9. The term 'proceeding' is a very wide and comprehensive term and it includes execution proceeding also. The expression 'at any stage of the proceeding' gives widest permission to the Court to allow amendment at any stage of the proceeding including execution of the decree. The amendment can be allowed even in an appeal arising out of the order passed by the executing Court rejecting the prayer for permission. The proviso recognises the well settled position that the Court passing a decree for specific performance retains control over the subject matter as long as anything remains to be done in the case.
In the Duke of' Buccleugh, (1892) P.201 Fry LJ observed as follows:
'I base my decision upon the words at any stage of the proceeding'. It has been argued that the rules do' not apply after final judgment. They apply, in my opinion, as long as anything remains to be done in the case.'
These observations were quoted by a learned single Judge of the Delhi High Court in M/s. Ex-service men Enterprises (P) Ltd. v. Sumey Singh, AIR 1976 Delhi 56. In that case relying on the decision of the Allahabad High Court in Rameshwar Nath V. U. P. Union Bank : AIR1956All586 it was held that the word 'proceeding' is a very comprehensive term meaning generally a prescribed course of action for enforcing a legal right and the expression 'at any stage' in its literal and actual meaning means without limitation either in frequency or duration or length of time.

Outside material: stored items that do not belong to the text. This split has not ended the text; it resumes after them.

//! Distributed tenant cache.
//!
//! Write-through layer between the engine and a durable [`TenantStore`],
//! backed by any external key-value service exposing get/set-with-TTL/delete
//! (Redis, memcached, a sidecar). Each tenant is stored under two keys, one
//! per lookup path:
//!
//! ```text
//! {prefix}:id:{tenant_id}
//! {prefix}:ident:{identifier}
//! ```
//!
//! Reads fall back to the inner store and repopulate both keys; every write
//! goes to the store first and then refreshes or drops both keys, so the
//! cached copy is never newer than the durable one. A backend failure on the
//! read path degrades to the inner store instead of failing the call.

use crate::error::{Result, TenancyError};
use crate::store::{ListFilter, TenantStore};
use crate::tenant::{Tenant, TenantId, TenantStatus};
use async_trait::async_trait;
use serde_json::{Map, Value};
use std::sync::Arc;
use std::time::Duration;
use tracing::{debug, warn};

/// Minimal surface of the external key-value service.
#[async_trait]
pub trait KeyValueBackend: Send + Sync {
    async fn get(&self, key: &str) -> Result<Option<String>>;

    async fn set_ex(&self, key: &str, value: &str, ttl: Duration) -> Result<()>;

    async fn delete(&self, key: &str) -> Result<()>;
}

pub struct DistributedTenantCache {
    store: Arc<dyn TenantStore>,
    backend: Arc<dyn KeyValueBackend>,
    prefix: String,
    ttl: Duration,
}

impl DistributedTenantCache {
    pub fn new(
        store: Arc<dyn TenantStore>,
        backend: Arc<dyn KeyValueBackend>,
        prefix: impl Into<String>,
        ttl: Duration,
    ) -> Self {
        Self {
            store,
            backend,
            prefix: prefix.into(),
            ttl,
        }
    }

    fn id_key(&self, id: &TenantId) -> String {
        format!("{}:id:{}", self.prefix, id)
    }

    fn ident_key(&self, identifier: &str) -> String {
        format!("{}:ident:{}", self.prefix, identifier)
    }

    async fn cached(&self, key: &str) -> Option<Tenant> {
        match self.backend.get(key).await {
            Ok(Some(raw)) => match serde_json::from_str(&raw) {
                Ok(tenant) => Some(tenant),
                Err(e) => {
                    warn!(key, error = %e, "dropping undecodable cached tenant");
                    let _ = self.backend.delete(key).await;
                    None
                }
            },
            Ok(None) => None,
            Err(e) => {
                // Backend trouble must not fail reads; the store is the truth.
                warn!(key, error = %e, "tenant cache backend read failed");
                None
            }
        }
    }

    async fn fill(&self, tenant: &Tenant) {
        let raw = match serde_json::to_string(tenant) {
            Ok(raw) => raw,
            Err(e) => {
                warn!(tenant_id = %tenant.id, error = %e, "tenant not cacheable");
                return;
            }
        };
        for key in [self.id_key(&tenant.id), self.ident_key(&tenant.identifier)] {
            if let Err(e) = self.backend.set_ex(&key, &raw, self.ttl).await {
                warn!(key, error = %e, "tenant cache backend write failed");
            }
        }
    }

    async fn evict(&self, id: &TenantId, identifier: &str) {
        for key in [self.id_key(id), self.ident_key(identifier)] {
            if let Err(e) = self.backend.delete(&key).await {
                warn!(key, error = %e, "tenant cache backend delete failed");
            }
        }
    }

    /// Evict using only the id, resolving the identifier from either cache
    /// tier so both keys go.
    async fn evict_by_id(&self, id: &TenantId) {
        let identifier = match self.cached(&self.id_key(id)).await {
            Some(t) => Some(t.identifier),
            None => self.store.get_by_id(id).await.ok().map(|t| t.identifier),
        };
        if let Err(e) = self.backend.delete(&self.id_key(id)).await {
            warn!(tenant_id = %id, error = %e, "tenant cache backend delete failed");
        }
        if let Some(identifier) = identifier {
            if let Err(e) = self.backend.delete(&self.ident_key(&identifier)).await {
                warn!(tenant_id = %id, error = %e, "tenant cache backend delete failed");
            }
        }
    }
}

#[async_trait]
impl TenantStore for DistributedTenantCache {
    async fn get_by_id(&self, id: &TenantId) -> Result<Tenant> {
        if let Some(tenant) = self.cached(&self.id_key(id)).await {
            debug!(tenant_id = %id, "distributed cache hit");
            return Ok(tenant);
        }
        let tenant = self.store.get_by_id(id).await?;
        self.fill(&tenant).await;
        Ok(tenant)
    }

    async fn get_by_identifier(&self, identifier: &str) -> Result<Tenant> {
        if let Some(tenant) = self.cached(&self.ident_key(identifier)).await {
            debug!(identifier, "distributed cache hit");
            return Ok(tenant);
        }
        let tenant = self.store.get_by_identifier(identifier).await?;
        self.fill(&tenant).await;
        Ok(tenant)
    }

    async fn create(&self, tenant: Tenant) -> Result<Tenant> {
        let created = self.store.create(tenant).await?;
        self.fill(&created).await;
        Ok(created)
    }

    async fn update(&self, tenant: Tenant) -> Result<Tenant> {
        // A renamed tenant leaves a key under the old slug; fetch it before
        // the store forgets it.
        let previous = self
            .store
            .get_by_id(&tenant.id)
            .await
            .ok()
            .map(|t| t.identifier);
        let updated = self.store.update(tenant).await?;
        if let Some(previous) = previous {
            if previous != updated.identifier {
                self.evict(&updated.id, &previous).await;
            }
        }
        self.fill(&updated).await;
        Ok(updated)
    }

    async fn delete(&self, id: &TenantId, soft: bool) -> Result<()> {
        self.evict_by_id(id).await;
        self.store.delete(id, soft).await
    }

    async fn set_status(&self, id: &TenantId, status: TenantStatus) -> Result<Tenant> {
        let updated = self.store.set_status(id, status).await?;
        self.fill(&updated).await;
        Ok(updated)
    }

    async fn update_metadata(&self, id: &TenantId, patch: Map<String, Value>) -> Result<Tenant> {
        let updated = self.store.update_metadata(id, patch).await?;
        self.fill(&updated).await;
        Ok(updated)
    }

    async fn list(&self, filter: ListFilter) -> Result<Vec<Tenant>> {
        self.store.list(filter).await
    }

    async fn count(&self, status: Option<TenantStatus>) -> Result<usize> {
        self.store.count(status).await
    }

    async fn exists(&self, identifier: &str) -> Result<bool> {
        if self.cached(&self.ident_key(identifier)).await.is_some() {
            return Ok(true);
        }
        self.store.exists(identifier).await
    }

    async fn search(&self, term: &str, limit: usize) -> Result<Vec<Tenant>> {
        self.store.search(term, limit).await
    }

    async fn get_by_ids(&self, ids: &[TenantId]) -> Result<Vec<Tenant>> {
        self.store.get_by_ids(ids).await
    }

    async fn bulk_update_status(&self, ids: &[TenantId], status: TenantStatus) -> Result<usize> {
        let changed = self.store.bulk_update_status(ids, status).await?;
        for tenant in self.store.get_by_ids(ids).await? {
            self.fill(&tenant).await;
        }
        Ok(changed)
    }
}

/// In-process [`KeyValueBackend`] with real TTL handling. For tests and
/// single-node setups without an external cache.
#[derive(Default)]
pub struct InMemoryKv {
    entries: tokio::sync::Mutex<std::collections::HashMap<String, (String, std::time::Instant)>>,
}

impl InMemoryKv {
    pub fn new() -> Self {
        Self::default()
    }

    /// Number of live (non-expired) keys.
    pub async fn len(&self) -> usize {
        let now = std::time::Instant::now();
        self.entries
            .lock()
            .await
            .values()
            .filter(|(_, deadline)| *deadline > now)
            .count()
    }

    pub async fn is_empty(&self) -> bool {
        self.len().await == 0
    }
}

#[async_trait]
impl KeyValueBackend for InMemoryKv {
    async fn get(&self, key: &str) -> Result<Option<String>> {
        let mut entries = self.entries.lock().await;
        match entries.get(key) {
            Some((value, deadline)) if *deadline > std::time::Instant::now() => {
                Ok(Some(value.clone()))
            }
            Some(_) => {
                entries.remove(key);
                Ok(None)
            }
            None => Ok(None),
        }
    }

    async fn set_ex(&self, key: &str, value: &str, ttl: Duration) -> Result<()> {
        let deadline = std::time::Instant::now()
            .checked_add(ttl)
            .ok_or_else(|| TenancyError::Storage("ttl overflow".into()))?;
        self.entries
            .lock()
            .await
            .insert(key.to_string(), (value.to_string(), deadline));
        Ok(())
    }

    async fn delete(&self, key: &str) -> Result<()> {
        self.entries.lock().await.remove(key);
        Ok(())
    }
}
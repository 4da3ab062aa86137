//! Per-tenant sliding-window rate limiting.
//!
//! Each tenant gets an independent window of request timestamps. A check
//! prunes expired timestamps, then either records the new request or rejects
//! it with a retry hint. Prune, count, and record happen under one per-tenant
//! lock so concurrent checks can never admit more than the limit.

use crate::error::{Result, TenancyError};
use crate::tenant::TenantId;
use std::collections::{HashMap, VecDeque};
use std::sync::Arc;
use std::time::{Duration, Instant};
use tokio::sync::{Mutex, RwLock};
use tracing::debug;

/// Outcome of an admitted check.
#[derive(Debug, Clone, Copy, PartialEq, Eq)]
pub struct RateLimitDecision {
    /// Requests still available in the current window, after this one.
    pub remaining: u32,
    pub limit: u32,
}

struct TenantWindow {
    timestamps: Mutex<VecDeque<Instant>>,
}

pub struct RateLimiter {
    limit: u32,
    window: Duration,
    windows: RwLock<HashMap<TenantId, Arc<TenantWindow>>>,
}

impl RateLimiter {
    pub fn new(limit: u32, window: Duration) -> Self {
        Self {
            limit,
            window,
            windows: RwLock::new(HashMap::new()),
        }
    }

    async fn window_for(&self, tenant_id: &TenantId) -> Arc<TenantWindow> {
        if let Some(w) = self.windows.read().await.get(tenant_id) {
            return Arc::clone(w);
        }
        let mut windows = self.windows.write().await;
        Arc::clone(windows.entry(tenant_id.clone()).or_insert_with(|| {
            Arc::new(TenantWindow {
                timestamps: Mutex::new(VecDeque::new()),
            })
        }))
    }

    /// Admit or reject one request for `tenant_id`.
    ///
    /// Rejections carry the full window length as the retry hint; the caller
    /// is guaranteed a free slot once the whole window has passed.
    pub async fn check(&self, tenant_id: &TenantId) -> Result<RateLimitDecision> {
        loop {
            let window = self.window_for(tenant_id).await;
            let mut timestamps = window.timestamps.lock().await;

            // purge_idle or forget may have dropped this window between the
            // map lookup and the mutex acquisition. An admission recorded
            // into an orphaned window would be invisible to later checks, so
            // re-validate membership and start over if it is gone.
            {
                let windows = self.windows.read().await;
                match windows.get(tenant_id) {
                    Some(current) if Arc::ptr_eq(current, &window) => {}
                    _ => continue,
                }
            }

            let now = Instant::now();
            while let Some(front) = timestamps.front() {
                if now.duration_since(*front) >= self.window {
                    timestamps.pop_front();
                } else {
                    break;
                }
            }

            if timestamps.len() as u32 >= self.limit {
                debug!(tenant_id = %tenant_id, limit = self.limit, "rate limit exceeded");
                return Err(TenancyError::RateLimitExceeded {
                    tenant_id: tenant_id.to_string(),
                    limit: self.limit,
                    window_secs: self.window.as_secs(),
                });
            }
            timestamps.push_back(now);
            return Ok(RateLimitDecision {
                remaining: self.limit - timestamps.len() as u32,
                limit: self.limit,
            });
        }
    }

    /// Requests still available without consuming one.
    pub async fn remaining(&self, tenant_id: &TenantId) -> u32 {
        let window = self.window_for(tenant_id).await;
        let mut timestamps = window.timestamps.lock().await;
        let now = Instant::now();
        while let Some(front) = timestamps.front() {
            if now.duration_since(*front) >= self.window {
                timestamps.pop_front();
            } else {
                break;
            }
        }
        self.limit.saturating_sub(timestamps.len() as u32)
    }

    /// Drop window state for tenants with no live timestamps. Run this
    /// periodically to keep memory proportional to active tenants.
    pub async fn purge_idle(&self) -> usize {
        let mut windows = self.windows.write().await;
        let now = Instant::now();
        let mut idle = Vec::new();
        for (tenant_id, window) in windows.iter() {
            // A held mutex means a check is in flight on this window; never
            // block on it here (checks take the map lock while holding the
            // window mutex, so awaiting would invert the lock order).
            let Ok(timestamps) = window.timestamps.try_lock() else {
                continue;
            };
            if timestamps
                .back()
                .is_none_or(|last| now.duration_since(*last) >= self.window)
            {
                idle.push(tenant_id.clone());
            }
        }
        for tenant_id in &idle {
            windows.remove(tenant_id);
        }
        idle.len()
    }

    /// Forget a tenant's window entirely, e.g. on deletion.
    pub async fn forget(&self, tenant_id: &TenantId) {
        self.windows.write().await.remove(tenant_id);
    }

    pub fn limit(&self) -> u32 {
        self.limit
    }

    pub fn window(&self) -> Duration {
        self.window
    }
}
//! Data isolation strategies.
//!
//! Four strategies separate tenant data:
//!
//! - **Schema**: one schema per tenant in a shared database.
//! - **Database**: one database per tenant, engines cached per tenant.
//! - **Rls**: shared tables with row-level security on a session variable.
//! - **Hybrid**: routes each tenant to one of two inner strategies by tier.
//!
//! Every provider hands out a [`ScopedSession`] whose isolation setting is
//! transaction-scoped, never session-wide, so a pooled connection returned
//! after commit or rollback carries no tenant state.

pub mod database;
pub mod hybrid;
pub mod rls;
pub mod schema;

pub use database::DatabaseIsolationProvider;
pub use hybrid::HybridIsolationProvider;
pub use rls::RlsIsolationProvider;
pub use schema::SchemaIsolationProvider;

use crate::config::TenancyConfig;
use crate::engine::{EngineFactory, Query, ScopedSession, SqlEngine};
use crate::error::{Result, TenancyError};
use crate::tenant::Tenant;
use async_trait::async_trait;
use serde::{Deserialize, Serialize};
use std::fmt;
use std::sync::Arc;

/// Mechanism separating tenant data.
#[derive(Debug, Clone, Copy, PartialEq, Eq, Hash, Serialize, Deserialize)]
#[serde(rename_all = "snake_case")]
pub enum IsolationStrategy {
    /// Dedicated schema per tenant.
    Schema,
    /// Dedicated database per tenant.
    Database,
    /// Shared tables, row-level security.
    Rls,
    /// Two-tier mix of the above.
    Hybrid,
}

impl fmt::Display for IsolationStrategy {
    fn fmt(&self, f: &mut fmt::Formatter<'_>) -> fmt::Result {
        let s = match self {
            IsolationStrategy::Schema => "schema",
            IsolationStrategy::Database => "database",
            IsolationStrategy::Rls => "rls",
            IsolationStrategy::Hybrid => "hybrid",
        };
        f.write_str(s)
    }
}

/// A strategy's operational surface.
///
/// `acquire` yields a session scoped to the tenant's namespace; `provision`
/// and `destroy` manage the namespace lifecycle. A `provision` failure must
/// leave the tenant's metadata row non-active so callers can retry or alert.
/// Engine disposal performed by `close` must be idempotent: hybrid providers
/// share one engine between their inner providers.
#[async_trait]
pub trait IsolationProvider: Send + Sync {
    fn strategy(&self) -> IsolationStrategy;

    /// Open a transactional session scoped to the tenant's namespace.
    async fn acquire(&self, tenant: &Tenant) -> Result<ScopedSession>;

    /// Create the tenant's namespace and bootstrap its tables.
    async fn provision(&self, tenant: &Tenant) -> Result<()>;

    /// Tear down the tenant's namespace. With `destroy_data` false only
    /// cached resources are released; data is left in place.
    async fn destroy(&self, tenant: &Tenant, destroy_data: bool) -> Result<()>;

    /// Append tenant predicates to a read query. Identity for strategies
    /// whose namespace already separates data physically.
    fn apply_filters(&self, query: Query, _tenant: &Tenant) -> Result<Query> {
        Ok(query)
    }

    /// Release engines and pooled connections.
    async fn close(&self) -> Result<()>;
}

impl fmt::Debug for dyn IsolationProvider {
    fn fmt(&self, f: &mut fmt::Formatter<'_>) -> fmt::Result {
        f.debug_struct("IsolationProvider")
            .field("strategy", &self.strategy())
            .finish()
    }
}

/// Build the provider for the configured global strategy.
///
/// `engine` is the shared/administrative engine; `factory` is consulted only
/// by database isolation for per-tenant engines.
pub fn build_provider(
    config: Arc<TenancyConfig>,
    engine: Arc<dyn SqlEngine>,
    factory: Arc<dyn EngineFactory>,
) -> Result<Arc<dyn IsolationProvider>> {
    match config.isolation_strategy {
        IsolationStrategy::Hybrid => Ok(Arc::new(HybridIsolationProvider::new(
            config, engine, factory,
        )?)),
        strategy => build_inner(strategy, config, engine, factory),
    }
}

/// Build a non-hybrid provider. Rejects `Hybrid` so hybrids cannot nest.
pub(crate) fn build_inner(
    strategy: IsolationStrategy,
    config: Arc<TenancyConfig>,
    engine: Arc<dyn SqlEngine>,
    factory: Arc<dyn EngineFactory>,
) -> Result<Arc<dyn IsolationProvider>> {
    match strategy {
        IsolationStrategy::Schema => Ok(Arc::new(SchemaIsolationProvider::new(config, engine))),
        IsolationStrategy::Rls => Ok(Arc::new(RlsIsolationProvider::new(config, engine))),
        IsolationStrategy::Database => Ok(Arc::new(DatabaseIsolationProvider::new(
            config, engine, factory,
        ))),
        IsolationStrategy::Hybrid => Err(TenancyError::InvalidConfig {
            field: "isolation_strategy".to_string(),
            reason: "hybrid cannot be used as an inner strategy".to_string(),
        }),
    }
}
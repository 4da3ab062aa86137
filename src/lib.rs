//! Tenancy - multi-tenant data isolation and context propagation.
//!
//! Tenancy turns a single-tenant database application into a multi-tenant
//! one: it keeps each tenant's data separated, carries the current tenant
//! through async call chains, and manages the tenant lifecycle from
//! registration to deletion.
//!
//! # Features
//!
//! - **Pluggable Isolation**: schema-per-tenant, database-per-tenant,
//!   row-level security, or a hybrid mix routed by tier.
//! - **Task-Local Context**: the current tenant follows the task, including
//!   across explicit spawns, and cross-tenant session use is rejected.
//! - **Tenant Lifecycle**: provisioning, activation, suspension, and soft or
//!   hard deletion behind one orchestrator.
//! - **Operational Guardrails**: per-tenant rate limiting, bounded caches,
//!   and an audit trail of every lifecycle and security event.
//! - **Fleet Migrations**: concurrency-capped schema migrations across all
//!   active tenants.
//!
//! # Architecture
//!
//! ```text
//! ┌─────────────────────────────────────────────────────────────┐
//! │                     TenancyOrchestrator                      │
//! ├─────────────────────────────────────────────────────────────┤
//! │  Context: task-local tenant | scoped spawns | leak checks   │
//! ├─────────────────────────────────────────────────────────────┤
//! │  Isolation: schema | database | RLS | hybrid routing        │
//! ├─────────────────────────────────────────────────────────────┤
//! │  State: tenant store | LRU caches | engine cache            │
//! ├─────────────────────────────────────────────────────────────┤
//! │  Operations: rate limits | migrations | audit trail         │
//! └─────────────────────────────────────────────────────────────┘
//! ```
//!
//! # Quick start
//!
//! ```rust,ignore
//! use std::sync::Arc;
//! use tenancy::config::TenancyConfig;
//! use tenancy::orchestrator::TenancyOrchestrator;
//! use tenancy::store::MemoryTenantStore;
//!
//! let config = TenancyConfig::development("postgres://localhost/app");
//! let orchestrator = TenancyOrchestrator::new(
//!     config,
//!     Arc::new(MemoryTenantStore::new()),
//!     engine,   // your SqlEngine implementation
//!     factory,  // your EngineFactory implementation
//! )?;
//!
//! let tenant = orchestrator.register_tenant("acme-corp", "Acme Corp").await?;
//! let mut session = orchestrator.acquire_session(&tenant.id).await?;
//! session.execute("SELECT * FROM invoices", &[]).await?;
//! session.commit().await?;
//! ```

pub mod audit;
pub mod cache;
pub mod config;
pub mod context;
pub mod engine;
pub mod engine_cache;
pub mod error;
pub mod isolation;
pub mod migration;
pub mod orchestrator;
pub mod ratelimit;
pub mod store;
pub mod tenant;
pub mod validation;

pub use config::TenancyConfig;
pub use context::TenantContext;
pub use engine::{EngineFactory, Query, ScopedSession, SqlEngine, SqlTransaction};
pub use error::{Result, TenancyError};
pub use isolation::{IsolationProvider, IsolationStrategy};
pub use orchestrator::TenancyOrchestrator;
pub use store::{MemoryTenantStore, TenantStore};
pub use tenant::{Tenant, TenantId, TenantStatus};
//! Schema-per-tenant isolation.
//!
//! Each tenant owns one schema named `<prefix><sanitized slug>`. Sessions
//! select it with `SET LOCAL search_path`, which is transaction-scoped: the
//! setting reverts at commit or rollback, so a pooled connection never
//! carries the previous tenant's search path.
//!
//! Schema names cannot be bound as statement parameters, so every statement
//! that interpolates one is preceded by [`assert_safe_namespace`]. The check
//! runs immediately before each statement, not just at provisioning time.

use crate::config::TenancyConfig;
use crate::engine::{ScopedSession, SqlEngine};
use crate::error::{Result, TenancyError};
use crate::isolation::{IsolationProvider, IsolationStrategy};
use crate::tenant::Tenant;
use crate::validation::assert_safe_namespace;
use async_trait::async_trait;
use std::sync::Arc;
use tracing::{debug, info, warn};

pub struct SchemaIsolationProvider {
    config: Arc<TenancyConfig>,
    engine: Arc<dyn SqlEngine>,
}

impl SchemaIsolationProvider {
    pub fn new(config: Arc<TenancyConfig>, engine: Arc<dyn SqlEngine>) -> Self {
        Self { config, engine }
    }

    fn schema_for(&self, tenant: &Tenant) -> Result<String> {
        self.config.schema_name_for(&tenant.identifier)
    }
}

#[async_trait]
impl IsolationProvider for SchemaIsolationProvider {
    fn strategy(&self) -> IsolationStrategy {
        IsolationStrategy::Schema
    }

    async fn acquire(&self, tenant: &Tenant) -> Result<ScopedSession> {
        let schema = self.schema_for(tenant)?;
        assert_safe_namespace(&schema, "acquire search_path")?;

        let mut txn = self.engine.begin().await.map_err(|e| {
            TenancyError::DatabaseConnection {
                tenant_id: tenant.id.to_string(),
                reason: e.to_string(),
            }
        })?;

        let statement = format!(
            "SET LOCAL search_path TO \"{}\", {}",
            schema, self.config.public_schema
        );
        if let Err(e) = txn.execute(&statement, &[]).await {
            let _ = txn.rollback().await;
            return Err(TenancyError::isolation(
                "acquire",
                Some(tenant.id.as_str()),
                e.to_string(),
            ));
        }
        debug!(tenant_id = %tenant.id, schema = %schema, "schema session acquired");
        Ok(ScopedSession::new(txn, tenant.id.clone(), Some(schema)))
    }

    async fn provision(&self, tenant: &Tenant) -> Result<()> {
        let schema = self.schema_for(tenant)?;
        assert_safe_namespace(&schema, "provision create schema")?;

        self.engine
            .execute(&format!("CREATE SCHEMA IF NOT EXISTS \"{}\"", schema), &[])
            .await
            .map_err(|e| {
                TenancyError::isolation("provision", Some(tenant.id.as_str()), e.to_string())
            })?;

        if !self.config.bootstrap_statements.is_empty() {
            if let Err(e) = self.bootstrap(&schema).await {
                // Half-provisioned schemas are dropped so a retry starts
                // clean; the tenant's row stays non-active either way.
                assert_safe_namespace(&schema, "provision cleanup")?;
                if let Err(cleanup) = self
                    .engine
                    .execute(&format!("DROP SCHEMA IF EXISTS \"{}\" CASCADE", schema), &[])
                    .await
                {
                    warn!(tenant_id = %tenant.id, schema = %schema, error = %cleanup,
                        "cleanup after failed provisioning also failed");
                }
                return Err(TenancyError::isolation(
                    "provision",
                    Some(tenant.id.as_str()),
                    e.to_string(),
                ));
            }
        }
        info!(tenant_id = %tenant.id, schema = %schema, "schema provisioned");
        Ok(())
    }

    async fn destroy(&self, tenant: &Tenant, destroy_data: bool) -> Result<()> {
        if !destroy_data {
            return Ok(());
        }
        let schema = self.schema_for(tenant)?;
        assert_safe_namespace(&schema, "destroy drop schema")?;
        self.engine
            .execute(&format!("DROP SCHEMA IF EXISTS \"{}\" CASCADE", schema), &[])
            .await
            .map_err(|e| {
                TenancyError::isolation("destroy", Some(tenant.id.as_str()), e.to_string())
            })?;
        warn!(tenant_id = %tenant.id, schema = %schema, "schema destroyed");
        Ok(())
    }

    async fn close(&self) -> Result<()> {
        self.engine.dispose().await
    }
}

impl SchemaIsolationProvider {
    /// Run the configured bootstrap DDL inside the fresh schema, in one
    /// transaction with the search path set locally.
    async fn bootstrap(&self, schema: &str) -> Result<()> {
        assert_safe_namespace(schema, "provision bootstrap search_path")?;
        let mut txn = self.engine.begin().await?;
        let set_path = format!(
            "SET LOCAL search_path TO \"{}\", {}",
            schema, self.config.public_schema
        );
        let run = async {
            txn.execute(&set_path, &[]).await?;
            for statement in &self.config.bootstrap_statements {
                txn.execute(statement, &[]).await?;
            }
            Ok::<_, TenancyError>(())
        };
        match run.await {
            Ok(()) => txn.commit().await,
            Err(e) => {
                let _ = txn.rollback().await;
                Err(e)
            }
        }
    }
}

I am in agreement with this view.
10. In this view of the matter the application filed by the petitioner for amendment of the plaint will have to be granted, even though such an amendment was not necessary.
11. In the result the revision application is allowed. The order rejecting the prayer of the petitioner is set aside. The application filed by the petitioner for amendment of the plaint is allowed and the matter is remitted to the executing Court for proceeding further according to law. No order as to costs.
12. Revision allowed.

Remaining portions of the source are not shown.